# [WHAT YOU HAVE TO DO]
There is one span to output from the data below: the lines starting at the line with "#[derive(Debug, Clone, PartialEq)]" and ending at the line with "let exponent = retry.min(MAX_EXPONENT)". Output it exactly, ends included, nothing more.
START TASK DATA
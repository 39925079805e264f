//! Gated chat announcements.
//!
//! Bot events and mirrored log lines only reach the channel while the gate is
//! open: the mute has lapsed, or the product is in stock. Command replies and GIF
//! decorations are direct and skip the gate.

pub mod events;

pub use events::BotEvent;

use std::sync::Arc;

use chrono::Utc;
use tokio::sync::{mpsc, watch};
use tokio::task::JoinHandle;
use tokio_util::sync::CancellationToken;
use tracing::{debug, info};

use crate::Result;
use crate::chat::ChatSession;
use crate::logging::LogLine;
use crate::media::GifProvider;
use crate::monitor::GateSnapshot;

#[derive(Clone)]
pub struct Notifier {
    session: Arc<dyn ChatSession>,
    gifs: Arc<dyn GifProvider>,
    gate: watch::Receiver<GateSnapshot>,
}

impl Notifier {
    pub fn new(
        session: Arc<dyn ChatSession>,
        gifs: Arc<dyn GifProvider>,
        gate: watch::Receiver<GateSnapshot>,
    ) -> Self {
        Self {
            session,
            gifs,
            gate,
        }
    }

    pub fn is_open(&self) -> bool {
        self.gate.borrow().allows(Utc::now())
    }

    /// Announce `event` if the gate is open. Returns whether it was sent.
    pub async fn notify(&self, event: &BotEvent) -> bool {
        let message = event.message();
        info!(event = event.event_type(), "{}", message);

        if !self.is_open() {
            debug!(event = event.event_type(), "Muted, not announcing");
            return false;
        }
        match self.session.send_text(&message).await {
            Ok(()) => true,
            Err(e) => {
                debug!(event = event.event_type(), error = %e, "Announcement failed");
                false
            }
        }
    }

    /// Mirror a log line into the channel if the gate is open.
    pub async fn forward(&self, line: &LogLine) -> bool {
        if !self.is_open() {
            return false;
        }
        self.session.send_text(&line.to_string()).await.is_ok()
    }

    pub async fn say(&self, text: &str) -> Result<()> {
        self.session.send_text(text).await
    }

    pub async fn say_tts(&self, text: &str) -> Result<()> {
        self.session.send_tts(text).await
    }

    /// Post a GIF for `term`. Lookup or send failures skip the decoration.
    pub async fn gif(&self, term: &str) -> bool {
        let url = match self.gifs.random_gif(term).await {
            Ok(url) => url,
            Err(e) => {
                debug!(term, error = %e, "Skipping gif");
                return false;
            }
        };
        self.session.send_text(&url).await.is_ok()
    }
}

/// Drain mirrored log lines into the chat until cancelled or the logger goes away.
pub fn spawn_log_forwarder(
    notifier: Notifier,
    mut lines: mpsc::Receiver<LogLine>,
    cancel: CancellationToken,
) -> JoinHandle<()> {
    tokio::spawn(async move {
        loop {
            tokio::select! {
                biased;

                _ = cancel.cancelled() => break,

                line = lines.recv() => {
                    let Some(line) = line else { break };
                    notifier.forward(&line).await;
                }
            }
        }
        debug!("Log forwarder stopped");
    })
}

#[cfg(test)]
pub(crate) mod testing {
    //! Recording fakes shared by the notifier, actor and command tests.

    use std::sync::Mutex;

    use async_trait::async_trait;

    use super::*;
    use crate::Error;

    #[derive(Debug, Clone, PartialEq, Eq)]
    pub enum Sent {
        Text(String),
        Tts(String),
    }

    #[derive(Default)]
    pub struct RecordingSession {
        pub sent: Mutex<Vec<Sent>>,
        pub closed: Mutex<bool>,
    }

    impl RecordingSession {
        pub fn texts(&self) -> Vec<String> {
            self.sent
                .lock()
                .unwrap()
                .iter()
                .filter_map(|s| match s {
                    Sent::Text(t) => Some(t.clone()),
                    Sent::Tts(_) => None,
                })
                .collect()
        }

        pub fn all(&self) -> Vec<Sent> {
            self.sent.lock().unwrap().clone()
        }

        pub fn is_closed(&self) -> bool {
            *self.closed.lock().unwrap()
        }
    }

    #[async_trait]
    impl ChatSession for RecordingSession {
        async fn send_text(&self, text: &str) -> Result<()> {
            self.sent.lock().unwrap().push(Sent::Text(text.to_string()));
            Ok(())
        }

        async fn send_tts(&self, text: &str) -> Result<()> {
            self.sent.lock().unwrap().push(Sent::Tts(text.to_string()));
            Ok(())
        }

        async fn close(&self) {
            *self.closed.lock().unwrap() = true;
        }
    }

    /// Answers every lookup with `gif:<term>`.
    pub struct EchoGifs;

    #[async_trait]
    impl GifProvider for EchoGifs {
        async fn random_gif(&self, term: &str) -> Result<String> {
            Ok(format!("gif:{term}"))
        }
    }

    pub struct FailingGifs;

    #[async_trait]
    impl GifProvider for FailingGifs {
        async fn random_gif(&self, _term: &str) -> Result<String> {
            Err(Error::Other("down".to_string()))
        }
    }

    pub fn notifier(
        session: Arc<RecordingSession>,
        gate: watch::Receiver<GateSnapshot>,
    ) -> Notifier {
        Notifier::new(session, Arc::new(EchoGifs), gate)
    }
}
//! Weighted interjection moods.

use std::collections::BTreeMap;

/// Mood name that repeats the message aloud instead of posting a GIF.
pub const ECHO_MOOD: &str = "echo";

#[derive(Debug, Clone, PartialEq, Eq)]
pub enum Reaction {
    /// Repeat the message as text-to-speech.
    Echo(String),
    /// Post a GIF for this search term.
    Gif(String),
}

#[derive(Debug, Clone, Default)]
pub struct MoodTable {
    moods: Vec<(String, f64)>,
    total: f64,
}

impl MoodTable {
    pub fn new(weights: &BTreeMap<String, f64>) -> Self {
        let moods: Vec<_> = weights
            .iter()
            .filter(|(_, weight)| weight.is_finite() && **weight > 0.0)
            .map(|(mood, weight)| (mood.clone(), *weight))
            .collect();
        let total = moods.iter().map(|(_, weight)| weight).sum();
        Self { moods, total }
    }

    /// Mood for a roll in `[0, 1)`.
    pub fn pick(&self, roll: f64) -> Option<&str> {
        let mut target = roll.clamp(0.0, 1.0) * self.total;
        for (mood, weight) in &self.moods {
            if target < *weight {
                return Some(mood);
            }
            target -= weight;
        }
        self.moods.last().map(|(mood, _)| mood.as_str())
    }

    /// What to do about `message` for a given roll.
    pub fn react(&self, message: &str, roll: f64) -> Option<Reaction> {
        self.pick(roll).map(|mood| {
            if mood == ECHO_MOOD {
                Reaction::Echo(message.to_string())
            } else {
                Reaction::Gif(mood.to_string())
            }
        })
    }
}
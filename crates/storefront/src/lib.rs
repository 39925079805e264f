//! Storefront availability client.
//!
//! Two reads make up a stock check: the product detail page (only its status code
//! matters, a redirect means the storefront is funnelling visitors into a queue) and
//! the product list API (the first product's stock level status).

pub mod client;
pub mod error;
pub mod models;
pub mod parser;

pub use client::{Endpoints, StorefrontApi, StorefrontClient, create_client_builder, install_rustls_provider};
pub use error::{Result, StorefrontError};
pub use models::{Product, ProductListResponse, Stock};
pub use parser::parse_product_list;
//! Poll state tracking.
//!
//! `PollState` is owned by the watch actor and is the only place the stock/queue flags
//! and the mute deadline are mutated. Readers elsewhere (notifier, log forwarder) see
//! it through [`GateSnapshot`]s published on a watch channel.

use std::time::Duration;

use chrono::{DateTime, Utc};
use serde::Serialize;

/// What one check saw on the storefront.
#[derive(Debug, Clone, PartialEq, Eq)]
pub struct Observation {
    pub would_enqueue: bool,
    pub out_of_stock: bool,
    /// Raw stock level status of the first listed product.
    pub stock_status: String,
}

/// A flag flip produced by applying an observation.
#[derive(Debug, Clone, Copy, PartialEq, Eq)]
pub enum Transition {
    EnteredQueue,
    LeftQueue,
    BackInStock,
    OutOfStock,
}

/// Poll cadence change requested after a tick.
#[derive(Debug, Clone, Copy, PartialEq, Eq)]
pub enum IntervalSwitch {
    /// Stocked or queued: poll at the slow recheck interval.
    SlowDown,
    /// Back to neither: poll at the fast interval.
    SpeedUp,
}

/// Decide the cadence change between two activity levels.
///
/// "Active" means stocked or queued. Only edges switch, so a steady state never
/// re-creates the ticker.
pub fn interval_switch(was_active: bool, is_active: bool) -> Option<IntervalSwitch> {
    match (was_active, is_active) {
        (false, true) => Some(IntervalSwitch::SlowDown),
        (true, false) => Some(IntervalSwitch::SpeedUp),
        _ => None,
    }
}

/// The bits of state the chat gate needs.
#[derive(Debug, Clone, Copy, PartialEq, Eq, Serialize)]
pub struct GateSnapshot {
    pub muted_until: DateTime<Utc>,
    pub in_stock: bool,
}

impl GateSnapshot {
    /// Chatter goes out once the mute has lapsed, or any time the product is in stock.
    pub fn allows(&self, now: DateTime<Utc>) -> bool {
        now > self.muted_until || self.in_stock
    }
}

#[derive(Debug, Clone, PartialEq, Eq, Serialize)]
pub struct PollState {
    pub in_stock: bool,
    pub in_queue: bool,
    pub checks: u64,
    pub last_checked: Option<DateTime<Utc>>,
    muted_until: DateTime<Utc>,
}

impl PollState {
    pub fn new(now: DateTime<Utc>) -> Self {
        Self {
            in_stock: false,
            in_queue: false,
            checks: 0,
            last_checked: None,
            muted_until: now,
        }
    }

    pub fn muted_until(&self) -> DateTime<Utc> {
        self.muted_until
    }

    pub fn is_active(&self) -> bool {
        self.in_stock || self.in_queue
    }

    pub fn is_muted(&self, now: DateTime<Utc>) -> bool {
        now < self.muted_until
    }

    /// Push the mute deadline out to `until`. Earlier deadlines are ignored so the
    /// deadline never moves backwards. Returns whether it moved.
    pub fn mute_until(&mut self, until: DateTime<Utc>) -> bool {
        if until > self.muted_until {
            self.muted_until = until;
            true
        } else {
            false
        }
    }

    pub fn mute_for(&mut self, now: DateTime<Utc>, duration: Duration) -> bool {
        let duration = chrono::Duration::from_std(duration).unwrap_or(chrono::Duration::MAX);
        let until = now.checked_add_signed(duration).unwrap_or(DateTime::<Utc>::MAX_UTC);
        self.mute_until(until)
    }

    /// Clear any mute accumulated while announcing readiness. This is the single
    /// place the deadline may move backwards.
    pub fn unmute_after_startup(&mut self, now: DateTime<Utc>) {
        self.muted_until = now;
    }

    /// Fold one observation into the flags and return the flips, queue first.
    /// The check counter is left alone; see [`PollState::record_check`].
    pub fn apply(&mut self, observation: &Observation) -> Vec<Transition> {
        let mut transitions = Vec::with_capacity(2);

        if observation.would_enqueue != self.in_queue {
            self.in_queue = observation.would_enqueue;
            transitions.push(if self.in_queue {
                Transition::EnteredQueue
            } else {
                Transition::LeftQueue
            });
        }

        let available = !observation.out_of_stock;
        if available != self.in_stock {
            self.in_stock = available;
            transitions.push(if self.in_stock {
                Transition::BackInStock
            } else {
                Transition::OutOfStock
            });
        }

        transitions
    }

    /// Count a check whose side effects all went through.
    pub fn record_check(&mut self, now: DateTime<Utc>) {
        self.checks += 1;
        self.last_checked = Some(now);
    }

    pub fn snapshot(&self) -> GateSnapshot {
        GateSnapshot {
            muted_until: self.muted_until,
            in_stock: self.in_stock,
        }
    }
}
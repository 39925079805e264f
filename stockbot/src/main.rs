use anyhow::Context;
use clap::Parser;
use tracing::{error, info};

use stockbot::app::{self, Shutdown};
use stockbot::cli::{Args, Commands};
use stockbot::config::AppConfig;
use stockbot::logging::{LoggingOptions, VERBOSE_LOG_FILTER, init_logging};
use stockbot::panic_hook;

#[tokio::main]
async fn main() -> anyhow::Result<()> {
    // A missing .env is fine.
    let _ = dotenvy::dotenv();

    let args = Args::parse();
    let config = AppConfig::load(args.config.as_deref()).context("failed to load configuration")?;

    if let Some(Commands::CheckConfig) = args.command {
        println!("{}", config.show()?);
        return Ok(());
    }

    let filter = if args.verbose {
        Some(VERBOSE_LOG_FILTER.to_string())
    } else {
        config.log_level.clone()
    };
    let forward_level = if config.forward_logs {
        Some(config.chat_log_level.parse::<tracing::Level>()?)
    } else {
        None
    };
    let mut logging = init_logging(&LoggingOptions {
        filter,
        log_dir: config.log_dir.clone(),
        forward_level,
    })?;
    panic_hook::install();

    info!(version = env!("CARGO_PKG_VERSION"), product = %config.product, "Starting stockbot");

    match app::run(config, logging.take_lines()).await {
        Ok(Shutdown::Signal) => info!("Stopped by signal"),
        Ok(Shutdown::Terminated) => info!("Terminated from chat"),
        Err(e) => {
            error!(error = %e, "Bot stopped");
            return Err(e.into());
        }
    }
    Ok(())
}
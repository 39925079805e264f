//! Storefront restock watcher that reports into a Discord channel.
//!
//! The [`monitor::WatchActor`] polls the storefront on a timer and owns all poll
//! state. Availability changes become [`notification::BotEvent`]s, sent through a
//! [`notification::Notifier`] that stays quiet while the bot is muted unless the
//! product is in stock. Chat commands reach the actor through a
//! [`monitor::WatchHandle`].

pub mod app;
pub mod chat;
pub mod cli;
pub mod commands;
pub mod config;
pub mod error;
pub mod logging;
pub mod media;
pub mod monitor;
pub mod notification;
pub mod panic_hook;
pub mod utils;

pub use error::{Error, Result};
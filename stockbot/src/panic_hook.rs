use std::any::Any;
use std::backtrace::{Backtrace, BacktraceStatus};
use std::panic::{PanicHookInfo, take_hook};
use std::thread;

/// Route panics through `tracing` before the previous hook runs.
///
/// Panics inside a stock check are caught and the watch loop keeps going, so this
/// record is often the only place the location and backtrace survive.
pub fn install() {
    let previous_hook = take_hook();

    std::panic::set_hook(Box::new(move |panic_info: &PanicHookInfo<'_>| {
        let _ = std::panic::catch_unwind(std::panic::AssertUnwindSafe(|| {
            let record = format_panic_record(panic_info);
            tracing::error!(target: "stockbot::panic", "{record}");
        }));

        previous_hook(panic_info);
    }));
}

fn format_panic_record(panic_info: &PanicHookInfo<'_>) -> String {
    let payload = payload_message(panic_info.payload());
    let location = panic_info
        .location()
        .map(|loc| format!("{}:{}:{}", loc.file(), loc.line(), loc.column()))
        .unwrap_or_else(|| "<unknown>".to_string());

    let thread_name = thread::current()
        .name()
        .map(str::to_string)
        .unwrap_or_else(|| "<unnamed>".to_string());

    let backtrace = Backtrace::capture();
    match backtrace.status() {
        BacktraceStatus::Captured => format!(
            "PANIC thread={thread_name} location={location} payload={payload}\nBacktrace:\n{backtrace}"
        ),
        _ => format!("PANIC thread={thread_name} location={location} payload={payload}"),
    }
}

/// Best-effort text of a panic payload.
pub fn payload_message(payload: &(dyn Any + Send)) -> String {
    if let Some(s) = payload.downcast_ref::<&'static str>() {
        return (*s).to_string();
    }
    if let Some(s) = payload.downcast_ref::<String>() {
        return s.clone();
    }
    "<non-string panic payload>".to_string()
}

#[cfg(test)]
mod tests {
    use super::*;

    #[test]
    fn test_payload_message() {
        let payload: Box<dyn Any + Send> = Box::new("boom");
        assert_eq!(payload_message(payload.as_ref()), "boom");

        let payload: Box<dyn Any + Send> = Box::new(format!("bad {}", 42));
        assert_eq!(payload_message(payload.as_ref()), "bad 42");

        let payload: Box<dyn Any + Send> = Box::new(7u8);
        assert_eq!(payload_message(payload.as_ref()), "<non-string panic payload>");
    }
}
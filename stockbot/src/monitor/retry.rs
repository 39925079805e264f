//! Bounded exponential backoff for stock checks and chat connects.

use std::fmt::Display;
use std::future::Future;
use std::time::Duration;

use rand::random;
use tokio::time::{Instant, sleep};
use tracing::{debug, warn};

/// Maximum exponent to prevent overflow.
const MAX_EXPONENT: u32 = 30;

#[derive(Debug, Clone, PartialEq)]
pub struct RetryPolicy {
    pub initial_delay: Duration,
    pub multiplier: f64,
    pub max_delay: Duration,
    /// Stop retrying once this much time has passed since the first attempt.
    pub max_elapsed: Option<Duration>,
    /// Stop retrying after this many attempts (the first one included).
    pub max_attempts: Option<u32>,
}

impl Default for RetryPolicy {
    fn default() -> Self {
        Self {
            initial_delay: Duration::from_millis(500),
            multiplier: 1.5,
            max_delay: Duration::from_secs(60),
            max_elapsed: Some(Duration::from_secs(300)),
            max_attempts: None,
        }
    }
}

impl RetryPolicy {
    /// Delay before retry number `retry` (0-based), without jitter.
    pub fn base_delay(&self, retry: u32) -> Duration {
        let exponent = retry.min(MAX_EXPONENT) as i32;
        let scaled = self.initial_delay.as_nanos() as f64 * self.multiplier.powi(exponent);
        let capped = scaled.min(self.max_delay.as_nanos() as f64);
        Duration::from_nanos(capped.max(0.0) as u64)
    }

    /// Base delay plus up to 25% random jitter, still capped at `max_delay`.
    pub fn delay_with_jitter(&self, retry: u32) -> Duration {
        let base = self.base_delay(retry);
        let jitter = base.mul_f64(random::<f64>() * 0.25);
        base.saturating_add(jitter).min(self.max_delay)
    }

    fn exhausted(&self, attempts: u32, elapsed: Duration, next_delay: Duration) -> bool {
        if self.max_attempts.is_some_and(|max| attempts >= max) {
            return true;
        }
        self.max_elapsed.is_some_and(|max| elapsed + next_delay > max)
    }

    /// Start tracking a fresh sequence of attempts.
    pub fn start(&self) -> Backoff<'_> {
        Backoff {
            policy: self,
            started: Instant::now(),
            attempts: 0,
        }
    }
}

/// Attempt bookkeeping for one retried operation.
#[derive(Debug)]
pub struct Backoff<'a> {
    policy: &'a RetryPolicy,
    started: Instant,
    attempts: u32,
}

impl Backoff<'_> {
    /// Record a failed attempt and return how long to wait before the next one, or
    /// `None` when the policy gives up.
    pub fn next_delay(&mut self) -> Option<Duration> {
        let delay = self.policy.delay_with_jitter(self.attempts);
        self.attempts += 1;
        if self
            .policy
            .exhausted(self.attempts, self.started.elapsed(), delay)
        {
            None
        } else {
            Some(delay)
        }
    }

    /// Failed attempts recorded so far.
    pub fn attempts(&self) -> u32 {
        self.attempts
    }
}

/// Run `op` until it succeeds or `policy` gives up, returning the last error.
pub async fn retry_with_backoff<T, E, F, Fut>(
    policy: &RetryPolicy,
    op_name: &'static str,
    mut op: F,
) -> Result<T, E>
where
    F: FnMut() -> Fut,
    Fut: Future<Output = Result<T, E>>,
    E: Display,
{
    let mut backoff = policy.start();

    loop {
        match op().await {
            Ok(value) => {
                if backoff.attempts() > 0 {
                    debug!("{} succeeded after {} retries", op_name, backoff.attempts());
                }
                return Ok(value);
            }
            Err(err) => match backoff.next_delay() {
                Some(delay) => {
                    debug!(
                        "{} failed, retrying in {:?} (attempt {}): {}",
                        op_name,
                        delay,
                        backoff.attempts(),
                        err
                    );
                    sleep(delay).await;
                }
                None => {
                    warn!(
                        "{} failed after {} attempts, giving up: {}",
                        op_name,
                        backoff.attempts(),
                        err
                    );
                    return Err(err);
                }
            },
        }
    }
}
END TASK DATA
# [RESULT FOR THIS TASK]
#[derive(Debug, Clone, PartialEq)]
pub struct RetryPolicy {
    pub initial_delay: Duration,
    pub multiplier: f64,
    pub max_delay: Duration,
    /// Stop retrying once this much time has passed since the first attempt.
    pub max_elapsed: Option<Duration>,
    /// Stop retrying after this many attempts (the first one included).
    pub max_attempts: Option<u32>,
}

impl Default for RetryPolicy {
    fn default() -> Self {
        Self {
            initial_delay: Duration::from_millis(500),
            multiplier: 1.5,
            max_delay: Duration::from_secs(60),
            max_elapsed: Some(Duration::from_secs(300)),
            max_attempts: None,
        }
    }
}

impl RetryPolicy {
    /// Delay before retry number `retry` (0-based), without jitter.
    pub fn base_delay(&self, retry: u32) -> Duration {
        let exponent = retry.min(MAX_EXPONENT) as i32;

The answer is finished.